Cultivating Place is produced from and inspired by its physical base on ancestral and present homelands of the valley portions of the Mechoopda Maidu, and I’m so grateful to be in conversation with Lorena about land back under the care the Maidu people and their traditional ecological knowledge of this place.
In our conversation, we discuss her efforts over the past 20 years to help coordinate returning land to the Maidu. In several instances, Lorena mentions the term Rancheria, which for those listening not from California or the adjacent West might be unfamiliar. The term very generally refers to state of federally recognized organized Native American groups in California. The history of California’s Rancherias movement is as fraught as any other history related to Native Americans and European colonization.
For more about specifics to do with California Rancherias:
Between 1851 and 1852, 18 treaties were negotiated between the United States Government and more than 100 California Indian Tribes and Bands. The treaties called for reservations of more than eight million acres for the tribes.

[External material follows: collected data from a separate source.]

//! Bitmap font model and PSF2 codec.

mod font;
mod glyph;
pub mod psf2;

pub use font::{PsfFont, BLANK_GLYPH_COUNT, DEFAULT_FONT_SIZE};
pub use glyph::{bitmap_len, bytes_per_row, Glyph, GlyphDisplay, Raster};
pub use psf2::{decode, encode, Psf2Header, PSF2_HEADER_SIZE, PSF2_MAGIC};
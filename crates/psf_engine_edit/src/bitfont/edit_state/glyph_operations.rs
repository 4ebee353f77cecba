//! Glyph-level operations
//!
//! - Pixel editing (set_pixel, toggle_pixel)
//! - Clear glyph
//! - Inverse glyph

use crate::bitfont::PsfUndoOp;
use crate::Result;

use super::PsfEditState;

impl PsfEditState {
    /// Get a pixel value, `false` for positions outside the font
    pub fn get_pixel(&self, glyph: usize, x: usize, y: usize) -> bool {
        let (width, height) = self.font_size();
        if x >= width || y >= height {
            return false;
        }
        self.font.get_pixel(glyph, x, y).unwrap_or(false)
    }

    /// Set a single pixel value
    ///
    /// Positions outside the font are ignored, as are writes that would not change the bit.
    pub fn set_pixel(&mut self, glyph: usize, x: usize, y: usize, value: bool) -> Result<()> {
        if !self.contains(glyph, x, y) {
            return Ok(());
        }
        let old_value = self.get_pixel(glyph, x, y);
        if old_value == value {
            return Ok(());
        }
        let op = PsfUndoOp::SetPixel {
            glyph,
            x,
            y,
            old_value,
            new_value: value,
        };
        self.push_undo_action(op)
    }

    /// Toggle a single pixel (flip its value)
    pub fn toggle_pixel(&mut self, glyph: usize, x: usize, y: usize) -> Result<()> {
        if !self.contains(glyph, x, y) {
            return Ok(());
        }
        let value = !self.get_pixel(glyph, x, y);
        self.set_pixel(glyph, x, y, value)
    }

    /// Clear glyph (set all pixels to background)
    ///
    /// A glyph without ink is left alone and nothing is recorded.
    pub fn clear_glyph(&mut self, glyph: usize) -> Result<()> {
        let Some(old) = self.font.glyph(glyph) else {
            return Ok(());
        };
        if !self.has_ink(glyph) {
            return Ok(());
        }
        let op = PsfUndoOp::ClearGlyph {
            glyph,
            old_data: old.data.clone(),
        };
        self.push_undo_action(op)
    }

    /// Inverse glyph (toggle every pixel)
    pub fn inverse_glyph(&mut self, glyph: usize) -> Result<()> {
        if glyph >= self.glyph_count() {
            return Ok(());
        }
        self.push_undo_action(PsfUndoOp::InverseGlyph { glyph })
    }

    fn has_ink(&self, glyph: usize) -> bool {
        let (width, height) = self.font_size();
        (0..height).any(|y| (0..width).any(|x| self.get_pixel(glyph, x, y)))
    }

    fn contains(&self, glyph: usize, x: usize, y: usize) -> bool {
        let (width, height) = self.font_size();
        glyph < self.glyph_count() && x < width && y < height
    }
}
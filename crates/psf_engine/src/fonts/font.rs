use std::{fs, path::Path};

use super::glyph::{bitmap_len, Glyph, Raster};
use crate::{EngineError, Result};

/// Number of glyphs in a freshly created font, one full 8 bit code page.
pub const BLANK_GLYPH_COUNT: usize = 256;

/// Glyph size of [`PsfFont::default`] as (width, height).
pub const DEFAULT_FONT_SIZE: (u32, u32) = (8, 16);

/// An in-memory bitmap font.
///
/// Width and height are stored once and shared by every glyph; the glyph index is the
/// character code.
#[derive(Debug, Clone, PartialEq, Eq)]
pub struct PsfFont {
    /// Glyph width in pixels
    pub width: u32,
    /// Glyph height in pixels
    pub height: u32,
    pub glyphs: Vec<Glyph>,
}

impl PsfFont {
    /// Create a font of 256 all-zero glyphs.
    pub fn create_blank(height: i32, width: i32) -> Result<Self> {
        if height <= 0 || width <= 0 {
            return Err(EngineError::invalid_dimensions(width, height));
        }
        let font = Self::blank(width as u32, height as u32);
        log::info!("Created blank font {width}x{height}");
        Ok(font)
    }

    fn blank(width: u32, height: u32) -> Self {
        let glyphs = (0..BLANK_GLYPH_COUNT).map(|_| Glyph::new(width as usize, height as usize)).collect();
        Self { width, height, glyphs }
    }

    /// Build a font from already decoded parts.
    ///
    /// Every glyph must be exactly [`bitmap_len`]`(width, height)` bytes long.
    pub fn from_glyphs(width: u32, height: u32, glyphs: Vec<Glyph>) -> Result<Self> {
        let font = Self { width, height, glyphs };
        font.validate()?;
        Ok(font)
    }

    /// Check that the dimensions are usable and all glyphs share the font's bitmap length.
    ///
    /// A font without glyphs is always valid.
    pub fn validate(&self) -> Result<()> {
        if self.glyphs.is_empty() {
            return Ok(());
        }
        if self.width == 0 || self.height == 0 {
            return Err(EngineError::invalid_dimensions(self.width, self.height));
        }
        let expected = self.bytes_per_glyph();
        match self.glyphs.iter().position(|glyph| glyph.data.len() != expected) {
            Some(glyph) => Err(EngineError::GlyphLength {
                glyph,
                len: self.glyphs[glyph].data.len(),
                expected,
            }),
            None => Ok(()),
        }
    }

    /// Read and decode a PSF2 file.
    pub fn load(path: &Path) -> Result<Self> {
        let data = fs::read(path)?;
        let font = Self::from_bytes(&data)?;
        log::info!("Loaded {} glyphs ({}x{}) from {}", font.glyph_count(), font.width, font.height, path.display());
        Ok(font)
    }

    /// Encode and write the font as a PSF2 file.
    pub fn save(&self, path: &Path) -> Result<()> {
        let data = self.to_psf2_bytes()?;
        fs::write(path, &data)?;
        log::info!("Saved {} bytes to {}", data.len(), path.display());
        Ok(())
    }

    pub fn glyph_count(&self) -> usize {
        self.glyphs.len()
    }

    /// Byte length every glyph bitmap of this font has.
    pub fn bytes_per_glyph(&self) -> usize {
        bitmap_len(self.width as usize, self.height as usize)
    }

    pub fn glyph(&self, index: usize) -> Option<&Glyph> {
        self.glyphs.get(index)
    }

    pub fn glyph_mut(&mut self, index: usize) -> Option<&mut Glyph> {
        self.glyphs.get_mut(index)
    }

    /// Pixel of glyph `index`, `None` if there is no such glyph.
    ///
    /// # Panics
    ///
    /// Panics if `(x, y)` is outside the glyph.
    pub fn get_pixel(&self, index: usize, x: usize, y: usize) -> Option<bool> {
        let width = self.width as usize;
        self.glyph(index).map(|glyph| glyph.get_pixel(width, x, y))
    }

    /// Set one pixel of glyph `index`. Returns `false` if there is no such glyph.
    ///
    /// # Panics
    ///
    /// Panics if `(x, y)` is outside the glyph.
    pub fn set_pixel(&mut self, index: usize, x: usize, y: usize, value: bool) -> bool {
        let width = self.width as usize;
        match self.glyph_mut(index) {
            Some(glyph) => {
                glyph.set_pixel(width, x, y, value);
                true
            }
            None => false,
        }
    }

    /// Magnified view of glyph `index`.
    pub fn render_glyph(&self, index: usize, scale: usize) -> Option<Raster> {
        let width = self.width as usize;
        self.glyph(index).map(|glyph| glyph.render_to_raster(width, scale))
    }
}

impl Default for PsfFont {
    /// Blank 8x16 font
    fn default() -> Self {
        let (width, height) = DEFAULT_FONT_SIZE;
        Self::blank(width, height)
    }
}
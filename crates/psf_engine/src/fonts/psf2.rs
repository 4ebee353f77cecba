//! PSF2 font codec.
//!
//! Header layout (all fields little-endian u32):
//!
//! | Offset | Field           |
//! |--------|-----------------|
//! | 0      | magic `72 B5 4A 86` |
//! | 4      | header size (glyph table offset) |
//! | 8      | version (ignored) |
//! | 12     | flags (ignored) |
//! | 16     | glyph count     |
//! | 20     | bytes per glyph |
//! | 24     | glyph height    |
//! | 28     | glyph width     |
//!
//! The glyph table follows at the header size offset. Unicode tables are not read.

use byteorder::{ByteOrder, LittleEndian, WriteBytesExt};

use super::{bitmap_len, Glyph, PsfFont};
use crate::{EngineError, Result};

/// PSF2 magic number (on disk: `72 B5 4A 86`)
pub const PSF2_MAGIC: u32 = 0x864A_B572;

/// Size of the fixed PSF2 header
pub const PSF2_HEADER_SIZE: usize = 32;

/// Decoded PSF2 header fields.
#[derive(Debug, Clone, Copy, PartialEq, Eq)]
pub struct Psf2Header {
    pub header_size: u32,
    pub version: u32,
    pub flags: u32,
    pub glyph_count: u32,
    pub bytes_per_glyph: u32,
    pub height: u32,
    pub width: u32,
}

impl Psf2Header {
    /// Read the header, checking length and magic.
    pub fn read(bytes: &[u8]) -> Result<Self> {
        if bytes.len() < PSF2_HEADER_SIZE || LittleEndian::read_u32(&bytes[0..4]) != PSF2_MAGIC {
            return Err(EngineError::format(bytes));
        }
        Ok(Self {
            header_size: LittleEndian::read_u32(&bytes[4..8]),
            version: LittleEndian::read_u32(&bytes[8..12]),
            flags: LittleEndian::read_u32(&bytes[12..16]),
            glyph_count: LittleEndian::read_u32(&bytes[16..20]),
            bytes_per_glyph: LittleEndian::read_u32(&bytes[20..24]),
            height: LittleEndian::read_u32(&bytes[24..28]),
            width: LittleEndian::read_u32(&bytes[28..32]),
        })
    }

    /// Append the 32 byte header to `out`.
    pub fn write(&self, out: &mut Vec<u8>) -> Result<()> {
        out.write_u32::<LittleEndian>(PSF2_MAGIC)?;
        out.write_u32::<LittleEndian>(self.header_size)?;
        out.write_u32::<LittleEndian>(self.version)?;
        out.write_u32::<LittleEndian>(self.flags)?;
        out.write_u32::<LittleEndian>(self.glyph_count)?;
        out.write_u32::<LittleEndian>(self.bytes_per_glyph)?;
        out.write_u32::<LittleEndian>(self.height)?;
        out.write_u32::<LittleEndian>(self.width)?;
        Ok(())
    }

    /// Byte offset one past the end of the glyph table, `None` on overflow.
    fn table_end(&self) -> Option<usize> {
        (self.glyph_count as usize)
            .checked_mul(self.bytes_per_glyph as usize)
            .and_then(|len| len.checked_add(self.header_size as usize))
    }
}

/// Parse a PSF2 byte buffer into a font.
///
/// Nothing is returned unless the whole glyph table could be read.
pub fn decode(bytes: &[u8]) -> Result<PsfFont> {
    let header = Psf2Header::read(bytes)?;
    log::debug!("PSF2 header: {header:?}");

    let Some(end) = header.table_end().filter(|end| *end <= bytes.len()) else {
        return Err(EngineError::TruncatedData {
            expected: header.table_end().unwrap_or(usize::MAX),
            actual: bytes.len(),
        });
    };

    let glyph_count = header.glyph_count as usize;
    let char_size = header.bytes_per_glyph as usize;
    if glyph_count > 0 {
        if header.width == 0 || header.height == 0 {
            return Err(EngineError::invalid_dimensions(header.width, header.height));
        }
        let computed = bitmap_len(header.width as usize, header.height as usize);
        if computed != char_size {
            return Err(EngineError::GlyphSizeMismatch { header: char_size, computed });
        }
    }

    let glyphs = if glyph_count == 0 {
        Vec::new()
    } else {
        bytes[header.header_size as usize..end]
            .chunks_exact(char_size)
            .map(|chunk| Glyph::from_data(chunk.to_vec()))
            .collect()
    };

    PsfFont::from_glyphs(header.width, header.height, glyphs)
}

/// Serialize a font into PSF2 bytes.
///
/// Output is deterministic: header size 32, version and flags zero, glyphs in index order.
/// The font is checked completely before any byte is produced.
pub fn encode(font: &PsfFont) -> Result<Vec<u8>> {
    if font.glyphs.is_empty() {
        return Err(EngineError::EmptyFont);
    }
    font.validate()?;

    let char_size = font.bytes_per_glyph();
    let (glyph_count, bytes_per_glyph) = header_counts(font.glyphs.len(), char_size)?;

    let header = Psf2Header {
        header_size: PSF2_HEADER_SIZE as u32,
        version: 0,
        flags: 0,
        glyph_count,
        bytes_per_glyph,
        height: font.height,
        width: font.width,
    };

    let mut data = Vec::with_capacity(PSF2_HEADER_SIZE + font.glyphs.len() * char_size);
    header.write(&mut data)?;
    for glyph in &font.glyphs {
        data.extend_from_slice(&glyph.data);
    }
    Ok(data)
}

/// Glyph count and bytes per glyph as header fields.
fn header_counts(glyph_count: usize, char_size: usize) -> Result<(u32, u32)> {
    match (u32::try_from(glyph_count), u32::try_from(char_size)) {
        (Ok(count), Ok(size)) => Ok((count, size)),
        _ => Err(EngineError::FontTooLarge {
            glyph_count,
            bytes_per_glyph: char_size,
        }),
    }
}

impl PsfFont {
    /// Parse a PSF2 font from bytes.
    pub fn from_bytes(bytes: &[u8]) -> Result<Self> {
        decode(bytes)
    }

    /// Convert to PSF2 bytes.
    pub fn to_psf2_bytes(&self) -> Result<Vec<u8>> {
        encode(self)
    }
}
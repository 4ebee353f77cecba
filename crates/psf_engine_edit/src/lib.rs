//! Editing model for PSF2 fonts.
//!
//! Everything a font editor front end needs besides drawing: the active font document,
//! pointer driven pixel painting, undo/redo, glyph labels and persisted options.

pub mod bitfont;
pub mod code_page;

mod options;
pub use options::*;

// Re-export all necessary types from psf_engine
pub use psf_engine::{EngineError, Glyph, PsfFont, Raster, Result};
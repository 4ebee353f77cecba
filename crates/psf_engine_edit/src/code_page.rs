//! Code page 437 symbols used to label glyphs in the character overview.

/// CP437 symbols, 16 per row. Control codes use their IBM PC graphics.
const CP437_ROWS: [&str; 16] = [
    " ☺☻♥♦♣♠•◘○◙♂♀♪♫☼",
    "►◄↕‼¶§▬↨↑↓→←∟↔▲▼",
    " !\"#$%&'()*+,-./",
    "0123456789:;<=>?",
    "@ABCDEFGHIJKLMNO",
    "PQRSTUVWXYZ[\\]^_",
    "`abcdefghijklmno",
    "pqrstuvwxyz{|}~⌂",
    "ÇüéâäàåçêëèïîìÄÅ",
    "ÉæÆôöòûùÿÖÜ¢£¥₧ƒ",
    "áíóúñÑªº¿⌐¬½¼¡«»",
    "░▒▓│┤╡╢╖╕╣║╗╝╜╛┐",
    "└┴┬├─┼╞╟╚╔╩╦╠═╬╧",
    "╨╤╥╙╘╒╓╫╪┘┌█▄▌▐▀",
    "αßΓπΣσµτΦΘΩδ∞φε∩",
    "≡±≥≤⌠⌡÷≈°∙·√ⁿ²■ ",
];

/// Symbol shown for glyph `index`, `None` past the first 256 glyphs.
pub fn glyph_label(index: usize) -> Option<char> {
    CP437_ROWS.get(index / 16).and_then(|row| row.chars().nth(index % 16))
}

/// Quoted caption drawn below a glyph thumbnail, e.g. `"A"`.
pub fn glyph_caption(index: usize) -> Option<String> {
    glyph_label(index).map(|ch| format!("\"{ch}\""))
}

However, on July 8, 1952, the U.S. Senate secretly rejected the treaties and from 1852 to 1854 Indian Tribes were forcibly removed to temporary reservations. In the early 1900s a researcher discovered the unratified treaties and reformers petitioned Congress to appropriate money to provide land for the homeless Native Americans of California. Congress appropriated the money to purchase 9,000 acres of land that became 50 separate Rancherias. Originally the small pieces of land or ranches were intended to provide housing for homeless and landless adult Indians. It was not intended to be reservations for separate tribal governments. Instead of getting their own reservations, some Indian Nations were splintered into tiny postage stamp bands that lumped together Indians from different tribes. Despite the obvious obstacles, many of the Rancherias, as they came to be known, petitioned for federal recognition. In 1953, the California Rancheria Act called for the termination of federal trusteeship for Indians in California. During this period, 38 tribes were terminated in California and tribal members were encouraged to sign away their official status in efforts to assimilate Indians into "mainstream" society. The Indian Self Determination and Education Act of 1973 allowed tribes and rancherias to regain federal recognition and today 104 tribes are recognized in California with over 50% being Rancherias.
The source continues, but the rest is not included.